Wave of canceled flights disrupts New Year’s Eve travel
More canceled flights frustrated air travelers on the final day of 2021 and appeared all but certain to inconvenience hundreds of thousands more over the New Year’s holiday weekend.
Airlines blamed many of the cancellations on crew shortages related to the surge in COVID-19 infections, with wintry weather in parts of the United States compounding the problem.
By midday Friday on the East Coast, airlines had scrubbed more than 1,300 U.S. flights and 2,700 worldwide, according to tracking service FlightAware. That compared with about 1,400 U.S. cancellations for all of Thursday.

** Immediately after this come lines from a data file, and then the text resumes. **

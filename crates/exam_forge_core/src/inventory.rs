//! crates/exam_forge_core/src/inventory.rs
//!
//! Resource intake. Files are read independently and may finish in any order,
//! so every read is registered as a pending upload keyed by id and completed
//! against that id.

use base64::{engine::general_purpose::STANDARD, Engine as _};
use tracing::{debug, warn};
use uuid::Uuid;

use crate::domain::{
    PendingUpload, Resource, ResourceCategory, IMAGE_MIME_PREFIX, PDF_MIME_TYPE, TEXT_MIME_TYPE,
};

/// Binary iff the media type is an image or a PDF.
pub fn is_binary_media_type(mime_type: &str) -> bool {
    let mime_type = mime_type.trim().to_ascii_lowercase();
    mime_type.starts_with(IMAGE_MIME_PREFIX) || mime_type == PDF_MIME_TYPE
}

/// Drops a leading `data:<mime>;base64,` prefix if present.
pub fn strip_data_url_prefix(payload: &str) -> &str {
    if payload.starts_with("data:") {
        if let Some((_, data)) = payload.split_once(',') {
            return data;
        }
    }
    payload
}

impl Resource {
    /// Builds a resource from the bytes of a finished file read.
    ///
    /// Binary content is stored as base64. Bytes that already hold a base64
    /// data URL are kept as-is with the prefix stripped.
    pub fn from_file(upload: &PendingUpload, mime_type: Option<&str>, bytes: &[u8]) -> Self {
        let mime_type = mime_type
            .map(str::trim)
            .filter(|m| !m.is_empty())
            .unwrap_or(TEXT_MIME_TYPE)
            .to_string();
        let is_binary = is_binary_media_type(&mime_type);

        let content = if is_binary {
            match std::str::from_utf8(bytes) {
                Ok(text) if text.starts_with("data:") => strip_data_url_prefix(text).to_string(),
                _ => STANDARD.encode(bytes),
            }
        } else {
            String::from_utf8_lossy(bytes).into_owned()
        };

        Self {
            id: upload.id,
            category: upload.category,
            content,
            mime_type,
            name: upload.name.clone(),
            is_binary,
        }
    }

    /// A pasted text block. `None` when the text is blank.
    pub fn from_text(text: &str, category: ResourceCategory) -> Option<Self> {
        if text.trim().is_empty() {
            return None;
        }
        Some(Self {
            id: Uuid::new_v4(),
            category,
            content: text.to_string(),
            mime_type: TEXT_MIME_TYPE.to_string(),
            name: format!("Input Text ({})", category),
            is_binary: false,
        })
    }
}

/// The ordered resource collection plus the uploads still being read.
#[derive(Debug, Default, Clone)]
pub struct ResourceInventory {
    resources: Vec<Resource>,
    pending: Vec<PendingUpload>,
}

impl ResourceInventory {
    pub fn new() -> Self {
        Self::default()
    }

    pub fn resources(&self) -> &[Resource] {
        &self.resources
    }

    pub fn pending(&self) -> &[PendingUpload] {
        &self.pending
    }

    pub fn get(&self, id: Uuid) -> Option<&Resource> {
        self.resources.iter().find(|r| r.id == id)
    }

    pub fn is_empty(&self) -> bool {
        self.resources.is_empty()
    }

    /// Adds pasted text as one resource. Blank text is ignored.
    pub fn submit_text(&mut self, text: &str, category: ResourceCategory) -> Option<&Resource> {
        let resource = Resource::from_text(text, category)?;
        self.resources.push(resource);
        self.resources.last()
    }

    /// Registers a file read. The category is captured now, not at completion.
    pub fn begin_upload(&mut self, name: impl Into<String>, category: ResourceCategory) -> PendingUpload {
        let upload = PendingUpload {
            id: Uuid::new_v4(),
            name: name.into(),
            category,
        };
        self.pending.push(upload.clone());
        upload
    }

    /// Applies a finished read. Returns `false` if no pending upload has this
    /// id, in which case the resource is discarded.
    pub fn complete_upload(&mut self, resource: Resource) -> bool {
        let Some(pos) = self.pending.iter().position(|p| p.id == resource.id) else {
            warn!(upload_id = %resource.id, "Completed upload has no pending entry");
            return false;
        };
        self.pending.remove(pos);
        debug!(upload_id = %resource.id, name = %resource.name, "Upload completed");
        self.resources.push(resource);
        true
    }

    pub fn fail_upload(&mut self, id: Uuid) -> Option<PendingUpload> {
        let pos = self.pending.iter().position(|p| p.id == id)?;
        Some(self.pending.remove(pos))
    }

    /// Removes exactly the resource with `id`, keeping the others in order.
    pub fn remove(&mut self, id: Uuid) -> Option<Resource> {
        let pos = self.resources.iter().position(|r| r.id == id)?;
        Some(self.resources.remove(pos))
    }
}

#[cfg(test)]
mod tests {
    use super::*;

    fn upload(inventory: &mut ResourceInventory, name: &str) -> PendingUpload {
        inventory.begin_upload(name, ResourceCategory::Textbook)
    }

    #[test]
    fn classifies_images_and_pdfs_as_binary() {
        assert!(is_binary_media_type("image/png"));
        assert!(is_binary_media_type("image/jpeg"));
        assert!(is_binary_media_type("application/pdf"));
        assert!(!is_binary_media_type("text/plain"));
        assert!(!is_binary_media_type("text/markdown"));
        assert!(!is_binary_media_type("application/json"));
    }

    #[test]
    fn media_type_case_is_ignored() {
        assert!(is_binary_media_type("IMAGE/PNG"));
        assert!(is_binary_media_type(" Application/PDF "));
        assert!(!is_binary_media_type("TEXT/PLAIN"));
    }

    #[test]
    fn strips_data_url_prefix() {
        assert_eq!(strip_data_url_prefix("data:image/png;base64,AAAA"), "AAAA");
        assert_eq!(strip_data_url_prefix("AAAA"), "AAAA");
    }

    #[test]
    fn binary_file_is_base64_encoded() {
        let mut inventory = ResourceInventory::new();
        let pending = upload(&mut inventory, "scan.pdf");
        let resource = Resource::from_file(&pending, Some("application/pdf"), b"%PDF-1.7");

        assert!(resource.is_binary);
        assert_eq!(resource.content, STANDARD.encode(b"%PDF-1.7"));
        assert_eq!(resource.name, "scan.pdf");
    }

    #[test]
    fn data_url_payload_is_stored_without_prefix() {
        let pending = PendingUpload {
            id: Uuid::new_v4(),
            name: "diagram.png".into(),
            category: ResourceCategory::Sample,
        };
        let resource = Resource::from_file(&pending, Some("image/png"), b"data:image/png;base64,iVBORw0KGgo=");
        assert_eq!(resource.content, "iVBORw0KGgo=");
        assert_eq!(resource.category, ResourceCategory::Sample);
    }

    #[test]
    fn text_file_is_read_verbatim_and_defaults_media_type() {
        let mut inventory = ResourceInventory::new();
        let pending = upload(&mut inventory, "notes");
        let resource = Resource::from_file(&pending, None, "Photosynthesis".as_bytes());

        assert!(!resource.is_binary);
        assert_eq!(resource.mime_type, "text/plain");
        assert_eq!(resource.content, "Photosynthesis");
    }

    #[test]
    fn text_submission_is_never_binary() {
        let mut inventory = ResourceInventory::new();
        let resource = inventory
            .submit_text("Mitochondria are organelles.", ResourceCategory::Specification)
            .cloned()
            .unwrap();

        assert!(!resource.is_binary);
        assert_eq!(resource.mime_type, "text/plain");
        assert_eq!(resource.name, "Input Text (SPECIFICATION)");
        assert_eq!(inventory.resources().len(), 1);
    }

    #[test]
    fn blank_text_submission_is_ignored() {
        let mut inventory = ResourceInventory::new();
        assert!(inventory.submit_text("   \n\t", ResourceCategory::Textbook).is_none());
        assert!(inventory.is_empty());
    }

    #[test]
    fn uploads_complete_out_of_order_by_id() {
        let mut inventory = ResourceInventory::new();
        let first = upload(&mut inventory, "first.txt");
        let second = upload(&mut inventory, "second.txt");
        assert_eq!(inventory.pending().len(), 2);

        assert!(inventory.complete_upload(Resource::from_file(&second, None, b"two")));
        assert_eq!(inventory.pending(), &[first.clone()]);
        assert!(inventory.complete_upload(Resource::from_file(&first, None, b"one")));

        let names: Vec<_> = inventory.resources().iter().map(|r| r.name.as_str()).collect();
        assert_eq!(names, vec!["second.txt", "first.txt"]);
        assert!(inventory.pending().is_empty());
    }

    #[test]
    fn completion_without_pending_entry_is_discarded() {
        let mut inventory = ResourceInventory::new();
        let stray = PendingUpload {
            id: Uuid::new_v4(),
            name: "stray".into(),
            category: ResourceCategory::Textbook,
        };
        assert!(!inventory.complete_upload(Resource::from_file(&stray, None, b"x")));
        assert!(inventory.is_empty());
    }

    #[test]
    fn failed_upload_leaves_pending_list() {
        let mut inventory = ResourceInventory::new();
        let pending = upload(&mut inventory, "broken.png");
        assert_eq!(inventory.fail_upload(pending.id), Some(pending));
        assert!(inventory.pending().is_empty());
        assert!(inventory.is_empty());
    }

    #[test]
    fn remove_keeps_relative_order() {
        let mut inventory = ResourceInventory::new();
        let ids: Vec<Uuid> = ["a", "b", "c", "d"]
            .iter()
            .map(|t| inventory.submit_text(t, ResourceCategory::Textbook).unwrap().id)
            .collect();

        let removed = inventory.remove(ids[1]).unwrap();
        assert_eq!(removed.content, "b");

        let remaining: Vec<_> = inventory.resources().iter().map(|r| r.id).collect();
        assert_eq!(remaining, vec![ids[0], ids[2], ids[3]]);
        assert!(inventory.remove(ids[1]).is_none());
    }
}
//! services/api/src/web/state.rs
//!
//! Defines the application's shared state: the single in-memory workspace and
//! the progress of the generation in flight.

use crate::config::Config;
use crate::web::protocol::GenerationStatusResponse;
use exam_forge_core::{
    domain::{ExamConfig, ResourceCategory},
    history::ExamHistory,
    inventory::ResourceInventory,
    ports::{ExamGenerationService, HistoryRepository, ResourceAnalysisService},
    presenter::ExamPresenter,
};
use std::sync::{Arc, Mutex, MutexGuard, PoisonError};
use tokio::sync::Mutex as AsyncMutex;

//=========================================================================================
// AppState (Shared Across All Requests)
//=========================================================================================

/// The shared application state, created once at startup and passed to all handlers.
#[derive(Clone)]
pub struct AppState {
    pub config: Arc<Config>,
    pub generator: Arc<dyn ExamGenerationService>,
    pub analyzer: Arc<dyn ResourceAnalysisService>,
    pub history_repo: Arc<dyn HistoryRepository>,
    pub workspace: Arc<AsyncMutex<Workspace>>,
    pub generation: Arc<GenerationTracker>,
}

impl AppState {
    /// Builds the state and loads the stored history once.
    pub async fn new(
        config: Arc<Config>,
        generator: Arc<dyn ExamGenerationService>,
        analyzer: Arc<dyn ResourceAnalysisService>,
        history_repo: Arc<dyn HistoryRepository>,
    ) -> Self {
        let history = ExamHistory::load(history_repo.as_ref()).await;
        Self {
            config,
            generator,
            analyzer,
            history_repo,
            workspace: Arc::new(AsyncMutex::new(Workspace::new(history))),
            generation: Arc::new(GenerationTracker::default()),
        }
    }
}

//=========================================================================================
// Workspace (The Single User's Session)
//=========================================================================================

/// Everything the user has assembled so far.
#[derive(Debug, Default)]
pub struct Workspace {
    pub inventory: ResourceInventory,
    pub exam_config: ExamConfig,
    /// Category applied to new uploads and text submissions.
    pub active_category: ResourceCategory,
    pub presenter: Option<ExamPresenter>,
    pub history: ExamHistory,
}

impl Workspace {
    pub fn new(history: ExamHistory) -> Self {
        Self {
            history,
            ..Default::default()
        }
    }
}

//=========================================================================================
// Generation Progress
//=========================================================================================

/// Tracks whether a generation is running and which progress message to show.
/// Guarded by a blocking mutex; it is never held across an await.
#[derive(Debug, Default)]
pub struct GenerationTracker {
    status: Mutex<GenerationStatusResponse>,
}

impl GenerationTracker {
    fn lock(&self) -> MutexGuard<'_, GenerationStatusResponse> {
        self.status.lock().unwrap_or_else(PoisonError::into_inner)
    }

    /// Marks a generation as started. `None` if one is already running.
    pub fn try_begin(self: &Arc<Self>) -> Option<GenerationGuard> {
        let mut status = self.lock();
        if status.generating {
            return None;
        }
        status.generating = true;
        status.step = None;
        Some(GenerationGuard {
            tracker: Arc::clone(self),
        })
    }

    /// Ignored unless a generation is running, so a late tick cannot
    /// resurrect a cleared status.
    pub fn set_step(&self, step: &str) {
        let mut status = self.lock();
        if status.generating {
            status.step = Some(step.to_string());
        }
    }

    pub fn snapshot(&self) -> GenerationStatusResponse {
        self.lock().clone()
    }
}

/// Clears the generation status when dropped, including when the request
/// future is dropped mid-flight.
#[derive(Debug)]
pub struct GenerationGuard {
    tracker: Arc<GenerationTracker>,
}

impl Drop for GenerationGuard {
    fn drop(&mut self) {
        let mut status = self.tracker.lock();
        status.generating = false;
        status.step = None;
    }
}

#[cfg(test)]
mod tests {
    use super::*;

    #[test]
    fn only_one_generation_at_a_time() {
        let tracker = Arc::new(GenerationTracker::default());
        let guard = tracker.try_begin().unwrap();
        assert!(tracker.try_begin().is_none());

        tracker.set_step("Synthesizing Questions...");
        assert_eq!(tracker.snapshot().step.as_deref(), Some("Synthesizing Questions..."));

        drop(guard);
        let status = tracker.snapshot();
        assert!(!status.generating);
        assert!(status.step.is_none());
        assert!(tracker.try_begin().is_some());
    }

    #[test]
    fn steps_are_ignored_when_idle() {
        let tracker = GenerationTracker::default();
        tracker.set_step("Initializing Intelligence...");
        assert!(tracker.snapshot().step.is_none());
    }
}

That pushed the total U.S. cancellations since Christmas Eve above 9,000.
With staffing shortages, determined travelers and a new variant of the coronavirus spreading quickly, can airlines keep planes on schedule during the holidays?
The disruptions come just as travel numbers climb higher going into the New Year’s holiday weekend. Since Dec. 16, more than 2 million travelers a day on average have passed through U.S. airport security checkpoints, an increase of nearly 100,000 a day since November.
Flight cancellations began rising shortly before Christmas, most notably for United, Delta and JetBlue.
On Friday, United canceled more than 200 flights, or 11% of its schedule — and that doesn’t include cancellations on the United Express regional affiliate. CommutAir, which operates many United Express flights, scrubbed one-third of its schedule by midday, according to FlightAware figures.
JetBlue canceled more than 140 flights, or 14% of its schedule, and Delta grounded more than 100, or 5% of its flights, by midday Friday.
Other forms of transportation are also being hammered by the surge in virus cases. The U.S. Centers for Disease Control and Prevention said Thursday that it is monitoring more than 90 cruise ships because of COVID-19 outbreaks. The health agency warned people not to go on cruises, even if they are fully vaccinated against the virus.
The remnants of the Delta variant and the rise of the Omicron variant pushed the seven-day rolling average of new daily COVID-19 cases in the U.S. above 350,000, nearly triple the rate of just two weeks ago, according to figures from Johns Hopkins University.